The purpose of this paper is to identify the metrics used in the literature to measure social issues in sustainable supply chains.
A systematic literature review was conducted to identify peer-reviewed articles containing metrics pertaining to social issues in the supply chain. A structured content analysis of each identified article was conducted to extract the metrics. This analysis provided a basis for a frequency analysis to determine how often the various metrics appeared in the literature. The metrics were also analyzed to determine whether they: simultaneously addressed the other areas of the triple bottom line, namely, environmental and/or economic issues; were quantitative or qualitative metrics; and could be classified as absolute, relative or context-based metrics.

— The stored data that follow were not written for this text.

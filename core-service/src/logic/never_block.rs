//! Never-Block List
//!
//! Subjects autonomous logic must never target, no matter the evidence:
//! administrator-listed IPs, CIDRs and hostnames, plus the host's own
//! addresses and the management endpoint discovered at startup. Hostnames
//! are resolved once and cached; re-resolution happens on config reload.

use std::net::{IpAddr, ToSocketAddrs};

use ipnetwork::IpNetwork;
use parking_lot::RwLock;
use serde::{Deserialize, Serialize};

use crate::logic::error::{CoreError, CoreResult};
use crate::logic::policy::validate::is_valid_interface_name;
use crate::logic::policy::{AddrSpec, PolicyRule};

// ============================================================================
// ENTRIES
// ============================================================================

#[derive(Debug, Clone, PartialEq, Eq, Serialize, Deserialize)]
#[serde(rename_all = "lowercase", tag = "kind")]
pub enum NeverBlockEntry {
    Cidr { net: IpNetwork },
    Hostname { name: String, resolved: Vec<IpAddr> },
    Interface { name: String },
}

impl NeverBlockEntry {
    pub fn kind_str(&self) -> &'static str {
        match self {
            NeverBlockEntry::Cidr { .. } => "cidr",
            NeverBlockEntry::Hostname { .. } => "hostname",
            NeverBlockEntry::Interface { .. } => "interface",
        }
    }

    pub fn display(&self) -> String {
        match self {
            NeverBlockEntry::Cidr { net } => net.to_string(),
            NeverBlockEntry::Hostname { name, .. } => name.clone(),
            NeverBlockEntry::Interface { name } => format!("iface:{}", name),
        }
    }

    /// Parse an operator-supplied entry: bare IP, CIDR, `iface:<name>`, or a
    /// hostname (resolved and cached).
    pub fn parse(text: &str) -> CoreResult<Self> {
        let text = text.trim();
        if let Some(name) = text.strip_prefix("iface:") {
            if !is_valid_interface_name(name) {
                return Err(CoreError::validation(format!(
                    "{:?} is not a valid interface name",
                    name
                )));
            }
            return Ok(NeverBlockEntry::Interface { name: name.to_string() });
        }
        if let Ok(net) = text.parse::<IpNetwork>() {
            return Ok(NeverBlockEntry::Cidr { net });
        }
        if let Ok(addr) = text.parse::<IpAddr>() {
            return Ok(NeverBlockEntry::Cidr { net: host_net(addr) });
        }
        // hostname: resolve now, fail when nothing comes back
        let resolved = resolve_host(text)?;
        Ok(NeverBlockEntry::Hostname { name: text.to_string(), resolved })
    }

    fn covers(&self, ip: IpAddr) -> bool {
        match self {
            NeverBlockEntry::Cidr { net } => net.contains(ip),
            NeverBlockEntry::Hostname { resolved, .. } => resolved.contains(&ip),
            NeverBlockEntry::Interface { .. } => false,
        }
    }
}

fn nets_overlap(a: &IpNetwork, b: &IpNetwork) -> bool {
    a.is_ipv4() == b.is_ipv4() && (a.contains(b.network()) || b.contains(a.network()))
}

fn host_net(addr: IpAddr) -> IpNetwork {
    let prefix = if addr.is_ipv4() { 32 } else { 128 };
    IpNetwork::new(addr, prefix).expect("host prefix")
}

fn resolve_host(name: &str) -> CoreResult<Vec<IpAddr>> {
    let addrs: Vec<IpAddr> = format!("{}:0", name)
        .to_socket_addrs()
        .map_err(|e| CoreError::validation(format!("cannot resolve {}: {}", name, e)))?
        .map(|sa| sa.ip())
        .collect();
    if addrs.is_empty() {
        return Err(CoreError::validation(format!("{} resolved to nothing", name)));
    }
    Ok(addrs)
}

// ============================================================================
// LIST
// ============================================================================

#[derive(Default)]
pub struct NeverBlockList {
    entries: RwLock<Vec<NeverBlockEntry>>,
    /// Host-owned and management addresses discovered at startup
    management: RwLock<Vec<IpNetwork>>,
}

impl NeverBlockList {
    pub fn new() -> Self {
        Self::default()
    }

    pub fn replace_entries(&self, entries: Vec<NeverBlockEntry>) {
        *self.entries.write() = entries;
    }

    pub fn add(&self, entry: NeverBlockEntry) {
        let mut entries = self.entries.write();
        if !entries.contains(&entry) {
            entries.push(entry);
        }
    }

    pub fn remove(&self, display: &str) -> bool {
        let mut entries = self.entries.write();
        let before = entries.len();
        entries.retain(|e| e.display() != display);
        entries.len() != before
    }

    pub fn entries(&self) -> Vec<NeverBlockEntry> {
        self.entries.read().clone()
    }

    pub fn set_management(&self, nets: Vec<IpNetwork>) {
        *self.management.write() = nets;
    }

    /// Why an address must not be targeted, if any reason exists.
    pub fn match_ip(&self, ip: IpAddr) -> Option<String> {
        if let Some(entry) = self.entries.read().iter().find(|e| e.covers(ip)) {
            return Some(entry.display());
        }
        self.management
            .read()
            .iter()
            .find(|net| net.contains(ip))
            .map(|net| format!("management:{}", net))
    }

    /// Check an address range (an autonomous rule's subject) against the
    /// administrator entries; a single covered address inside the range is
    /// enough to refuse.
    pub fn match_entries_net(&self, net: &IpNetwork) -> Option<String> {
        self.entries
            .read()
            .iter()
            .find(|e| match e {
                NeverBlockEntry::Cidr { net: entry_net } => nets_overlap(entry_net, net),
                NeverBlockEntry::Hostname { resolved, .. } => {
                    resolved.iter().any(|ip| net.contains(*ip))
                }
                NeverBlockEntry::Interface { .. } => false,
            })
            .map(|e| e.display())
    }

    /// Self-lockout check: would this range touch the management plane?
    pub fn match_management_net(&self, net: &IpNetwork) -> Option<String> {
        self.management
            .read()
            .iter()
            .find(|m| nets_overlap(m, net))
            .map(|m| format!("management:{}", m))
    }

    /// Both checks; used by the deployment pre-apply gate.
    pub fn match_net(&self, net: &IpNetwork) -> Option<String> {
        self.match_entries_net(net)
            .or_else(|| self.match_management_net(net))
    }

    /// Pre-apply check: does any address match of this rule touch the list?
    pub fn match_rule(&self, rule: &PolicyRule) -> Option<String> {
        if !rule.action.is_deny() {
            return None;
        }
        for spec in [&rule.source, &rule.destination].into_iter().flatten() {
            if let AddrSpec::Network(net) = spec {
                if let Some(hit) = self.match_net(net) {
                    return Some(hit);
                }
            }
        }
        None
    }
}

#[cfg(test)]
mod tests {
    use super::*;
    use crate::logic::policy::{Action, Direction, Origin};

    fn list_with(entry: &str) -> NeverBlockList {
        let list = NeverBlockList::new();
        list.add(NeverBlockEntry::parse(entry).unwrap());
        list
    }

    #[test]
    fn bare_ip_becomes_host_cidr() {
        let entry = NeverBlockEntry::parse("10.0.0.1").unwrap();
        assert_eq!(entry.display(), "10.0.0.1/32");
    }

    #[test]
    fn cidr_bounds_inclusive() {
        let list = list_with("10.0.0.0/24");
        assert!(list.match_ip("10.0.0.0".parse().unwrap()).is_some());
        assert!(list.match_ip("10.0.0.255".parse().unwrap()).is_some());
        assert!(list.match_ip("10.0.1.0".parse().unwrap()).is_none());
    }

    #[test]
    fn interface_entries_parse_and_validate() {
        assert!(NeverBlockEntry::parse("iface:eth0").is_ok());
        assert!(NeverBlockEntry::parse("iface:not a name").is_err());
    }

    #[test]
    fn rule_touching_entry_is_matched() {
        let list = list_with("10.0.0.1/32");
        let mut rule = PolicyRule::new(Direction::Input, Action::Drop, Origin::DaemonAuto);
        rule.source = Some(AddrSpec::Network("10.0.0.0/24".parse().unwrap()));
        assert!(list.match_rule(&rule).is_some());

        rule.source = Some(AddrSpec::Network("203.0.113.0/24".parse().unwrap()));
        assert!(list.match_rule(&rule).is_none());
    }

    #[test]
    fn management_addresses_are_protected() {
        let list = NeverBlockList::new();
        list.set_management(vec!["192.0.2.10/32".parse().unwrap()]);
        let hit = list.match_ip("192.0.2.10".parse().unwrap()).unwrap();
        assert!(hit.starts_with("management:"));
    }

    #[test]
    fn remove_by_display_form() {
        let list = list_with("10.0.0.1");
        assert!(list.remove("10.0.0.1/32"));
        assert!(list.match_ip("10.0.0.1".parse().unwrap()).is_none());
    }
}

A total of 53 unique metrics were identified. The analysis of the results showed that a limited number of environmental (3 metrics) and economic (11 metrics) issues were addressed by the metrics as well. A combination of quantitative (39.6 per cent) and qualitative (60.4 per cent) measurements were used. The vast majority of the metrics (90.6 per cent) were further classified as absolute metrics.
This paper presents one of the first in-depth analyses of metrics used to measure social issues in supply chains. This is important because social issues are often overlooked in research focused on performance measurement in sustainable supply chains.
An earlier version of this paper was presented at the PMA 2014 Conference in Aarhus, Denmark. The authors would like to thank the Natural Sciences and Engineering Research Council of Canada for its financial support.